Supposedly Labour MPs oppose Corbyn because he doesn’t have the skills to be the leader, most political commentators are saying it’s because they are ideologically opposed to Corbyn’s left wing policies. In reality, this has very little to do with Corbyn, this is a civil war between the Labour membership and the PLP. Corbyn represents the democratic will of the Labour membership who, understandably, want a progressive socialist leader for their progressive socialist party. Corbyn represents anti-establishment politics to the Labour Membership, not just because of his left wing policies but because he’s a human being instead of a PR robot who talks in soundbites. The majority of the PLP, on the other hand, don’t actually want an engaged membership, they want an apathetic membership that ticks Labour every five years on their ballot paper and pays their membership fees, leaving the actual decision making to the “adults”. It’s paternalistic, it’s conservative, it’s undemocratic and its the opposite of what Jeremy Corbyn and the rest of the Labour party stands for. They have complete contempt towards their membership and the idea that it is the membership that democratically decide on the future of the party, despite Tony Blair attempting to ‘streamline’ decision making.

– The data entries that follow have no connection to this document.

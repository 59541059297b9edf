use std::time::Duration;

use reqwest::blocking::Client;
use reqwest::header::CONTENT_TYPE;
use tracing::debug;

use crate::encoding::request_url;
use crate::error::{BackendError, Result};
use crate::{SynthesisBackend, SynthesizedAudio};

const USER_AGENT: &str = concat!("voiceover/", env!("CARGO_PKG_VERSION"));

/// HTTP client configuration.
#[derive(Debug, Clone)]
pub struct BackendConfig {
    /// Whole-request timeout, including reading the body.
    pub timeout: Duration,
    /// Connection establishment timeout.
    pub connect_timeout: Duration,
}

impl Default for BackendConfig {
    fn default() -> Self {
        Self {
            timeout: Duration::from_secs(30),
            connect_timeout: Duration::from_secs(10),
        }
    }
}

/// Synthesis server reached over blocking HTTP GET.
///
/// Each instance owns its own connection pool, so independent pipelines never
/// share a connection.
#[derive(Debug, Clone)]
pub struct HttpSynthesisBackend {
    inner: Client,
    server: String,
}

impl HttpSynthesisBackend {
    pub fn new(server: impl Into<String>) -> Result<Self> {
        Self::new_with_config(server, BackendConfig::default())
    }

    pub fn new_with_config(server: impl Into<String>, config: BackendConfig) -> Result<Self> {
        let server = server.into();
        reqwest::Url::parse(&server).map_err(|e| BackendError::InvalidBaseUrl {
            url: server.clone(),
            reason: e.to_string(),
        })?;

        let inner = Client::builder()
            .user_agent(USER_AGENT)
            .timeout(config.timeout)
            .connect_timeout(config.connect_timeout)
            .build()?;

        Ok(Self { inner, server })
    }

    /// Base URL the text is appended to.
    pub fn server(&self) -> &str {
        &self.server
    }

    /// Full request URL for `text`.
    pub fn url_for(&self, text: &str) -> Result<reqwest::Url> {
        let url = request_url(&self.server, text);
        reqwest::Url::parse(&url).map_err(|e| BackendError::InvalidBaseUrl {
            url,
            reason: e.to_string(),
        })
    }
}

impl SynthesisBackend for HttpSynthesisBackend {
    fn synthesize(&self, text: &str) -> Result<SynthesizedAudio> {
        let url = self.url_for(text)?;
        debug!(%url, "requesting synthesis");

        let response = self.inner.get(url.clone()).send()?;
        let status = response.status();
        if !status.is_success() {
            return Err(BackendError::Status {
                status,
                url: url.to_string(),
            });
        }

        let content_type = response
            .headers()
            .get(CONTENT_TYPE)
            .and_then(|v| v.to_str().ok())
            .map(str::to_owned);
        let bytes = response.bytes()?.to_vec();
        if bytes.is_empty() {
            return Err(BackendError::EmptyBody {
                url: url.to_string(),
            });
        }

        debug!(bytes = bytes.len(), ?content_type, "synthesis response received");
        Ok(SynthesizedAudio::new(bytes, content_type))
    }
}
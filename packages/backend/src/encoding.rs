//! Percent-encoding of cue text for the synthesis request.
//!
//! Every byte outside `[A-Za-z0-9]` and the unreserved set `- . _ ~` is
//! written as `%XX` with uppercase hex digits.

use std::borrow::Cow;

/// Query key the server expects the text under.
pub const TEXT_PARAM: &str = "text=";

/// Percent-encode arbitrary bytes.
pub fn percent_encode(bytes: &[u8]) -> Cow<'_, str> {
    urlencoding::encode_binary(bytes)
}

/// Reverse of [`percent_encode`]. Malformed escapes are kept literally.
pub fn percent_decode(encoded: &str) -> Cow<'_, [u8]> {
    urlencoding::decode_binary(encoded.as_bytes())
}

/// `server + "text=" + percent_encode(text)`.
///
/// The server string is used verbatim; it is expected to end with `?` or
/// `&` so that the text lands in the query.
pub fn request_url(server: &str, text: &str) -> String {
    let encoded = percent_encode(text.as_bytes());
    let mut url = String::with_capacity(server.len() + TEXT_PARAM.len() + encoded.len());
    url.push_str(server);
    url.push_str(TEXT_PARAM);
    url.push_str(&encoded);
    url
}
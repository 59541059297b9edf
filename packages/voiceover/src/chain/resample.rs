//! Streaming mono resampler used on both ends of the utterance chain.
//!
//! Wraps rubato's `FftFixedIn`: input is buffered until a full chunk is
//! available, the resampler's output delay is dropped from the head, and
//! `flush` pads the tail so the total output length is exactly
//! `round(input_len * to / from)`.

use rubato::{FftFixedIn, Resampler};

use super::ChainError;

const CHUNK: usize = 1024;
const SUB_CHUNKS: usize = 2;
/// Upper bound on zero-input calls while draining the resampler.
const MAX_DRAIN_CALLS: usize = 64;

pub struct StreamResampler {
    from: u32,
    to: u32,
    engine: Option<FftFixedIn<f32>>,
    pending: Vec<f32>,
    skip: usize,
    fed: u64,
    produced: u64,
}

impl StreamResampler {
    /// Resampler from `from` Hz to `to` Hz; a pass-through when they match.
    pub fn new(from: u32, to: u32) -> Result<Self, ChainError> {
        if from == 0 || to == 0 {
            return Err(ChainError::ZeroSampleRate);
        }
        let engine = if from == to {
            None
        } else {
            Some(FftFixedIn::<f32>::new(
                from as usize,
                to as usize,
                CHUNK,
                SUB_CHUNKS,
                1,
            )?)
        };
        let skip = engine.as_ref().map_or(0, |e| e.output_delay());
        Ok(Self {
            from,
            to,
            engine,
            pending: Vec::new(),
            skip,
            fed: 0,
            produced: 0,
        })
    }

    pub fn is_bypass(&self) -> bool {
        self.engine.is_none()
    }

    /// Output length once everything fed so far has been flushed.
    pub fn expected_len(&self) -> u64 {
        let num = u128::from(self.fed) * u128::from(self.to) + u128::from(self.from) / 2;
        (num / u128::from(self.from)) as u64
    }

    pub fn push(&mut self, input: &[f32]) -> Result<Vec<f32>, ChainError> {
        self.fed += input.len() as u64;
        let Some(engine) = self.engine.as_mut() else {
            self.produced += input.len() as u64;
            return Ok(input.to_vec());
        };

        self.pending.extend_from_slice(input);
        let mut out = Vec::new();
        let mut consumed = 0;
        loop {
            let need = engine.input_frames_next();
            if self.pending.len() - consumed < need {
                break;
            }
            let input = [&self.pending[consumed..consumed + need]];
            let block = engine.process(&input[..], None)?;
            consumed += need;
            accept(&mut self.skip, &mut self.produced, &block[0], &mut out);
        }
        self.pending.drain(..consumed);
        Ok(out)
    }

    /// Drain buffered input and the resampler's delay line.
    pub fn flush(&mut self) -> Result<Vec<f32>, ChainError> {
        let expected = self.expected_len();
        let Some(engine) = self.engine.as_mut() else {
            return Ok(Vec::new());
        };

        let mut out = Vec::new();
        if !self.pending.is_empty() {
            let tail = [&self.pending[..]];
            let block = engine.process_partial(Some(&tail[..]), None)?;
            accept(&mut self.skip, &mut self.produced, &block[0], &mut out);
            self.pending.clear();
        }

        let mut calls = 0;
        while self.produced < expected && calls < MAX_DRAIN_CALLS {
            let block = engine.process_partial(None::<&[Vec<f32>]>, None)?;
            accept(&mut self.skip, &mut self.produced, &block[0], &mut out);
            calls += 1;
        }

        if self.produced > expected {
            let excess = (self.produced - expected) as usize;
            out.truncate(out.len().saturating_sub(excess));
            self.produced = expected;
        }
        Ok(out)
    }
}

/// Append `block` to `out`, first discarding whatever delay is left.
fn accept(skip: &mut usize, produced: &mut u64, block: &[f32], out: &mut Vec<f32>) {
    let dropped = (*skip).min(block.len());
    *skip -= dropped;
    let kept = &block[dropped..];
    *produced += kept.len() as u64;
    out.extend_from_slice(kept);
}

#[cfg(test)]
mod tests {
    use super::*;

    fn sine(rate: u32, freq: f32, len: usize) -> Vec<f32> {
        (0..len)
            .map(|i| (2.0 * std::f32::consts::PI * freq * i as f32 / rate as f32).sin() * 0.5)
            .collect()
    }

    fn run(from: u32, to: u32, input: &[f32], piece: usize) -> Vec<f32> {
        let mut rs = StreamResampler::new(from, to).expect("resampler");
        let mut out = Vec::new();
        for chunk in input.chunks(piece) {
            out.extend(rs.push(chunk).expect("push"));
        }
        out.extend(rs.flush().expect("flush"));
        out
    }

    #[test]
    fn test_same_rate_is_bypass() {
        let mut rs = StreamResampler::new(48_000, 48_000).expect("resampler");
        assert!(rs.is_bypass());
        assert_eq!(rs.push(&[0.1, 0.2]).expect("push"), vec![0.1, 0.2]);
        assert!(rs.flush().expect("flush").is_empty());
    }

    #[test]
    fn test_output_length_is_exact() {
        let input = sine(16_000, 440.0, 16_000);
        assert_eq!(run(16_000, 48_000, &input, 700).len(), 48_000);
        let input = sine(44_100, 440.0, 10_000);
        assert_eq!(run(44_100, 48_000, &input, 4_096).len(), 10_884);
        let input = sine(48_000, 440.0, 3_333);
        assert_eq!(run(48_000, 22_050, &input, 333).len(), 1_531);
    }

    #[test]
    fn test_short_input_still_produces_output() {
        let input = sine(24_000, 300.0, 100);
        assert_eq!(run(24_000, 48_000, &input, 100).len(), 200);
    }

    #[test]
    fn test_delay_is_compensated() {
        // A click at a known position should come out at the scaled position.
        let mut input = vec![0.0_f32; 8_000];
        input[4_000] = 1.0;
        let out = run(16_000, 48_000, &input, 1_000);
        let peak = out
            .iter()
            .enumerate()
            .max_by(|a, b| a.1.abs().total_cmp(&b.1.abs()))
            .map(|(i, _)| i)
            .expect("peak");
        assert!((peak as i64 - 12_000).abs() <= 4, "peak at {peak}");
    }

    #[test]
    fn test_zero_rate_rejected() {
        assert!(matches!(
            StreamResampler::new(0, 48_000),
            Err(ChainError::ZeroSampleRate)
        ));
    }
}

The complete PLP’s disregard for democracy is indicative of a much larger problem within our global society. We saw it when the people of Greece elected a left-wing government and had a referendum that rejected the right wing policies that the European Banks attached to a loan, and yet the unelected European Bank ignored the democratic mandate and forced those policies down their throats. We see it, At every General Election, when First Past the Post gives a party the majority of the seats without a majority of the votes. The establishment doesn’t care about your democratic decisions and they will use every single possible tactic to ignore democratic decisions that are not in their favour. If Corbyn is deposed then the PLP has set a precedent in which the Labour party is no longer a democratically run party and the PLP will become the decision-making body, not the membership. If that happens, the Labour party in my eyes will no longer be a party in which we can achieve progressive change in this country and I could not justify voting for them.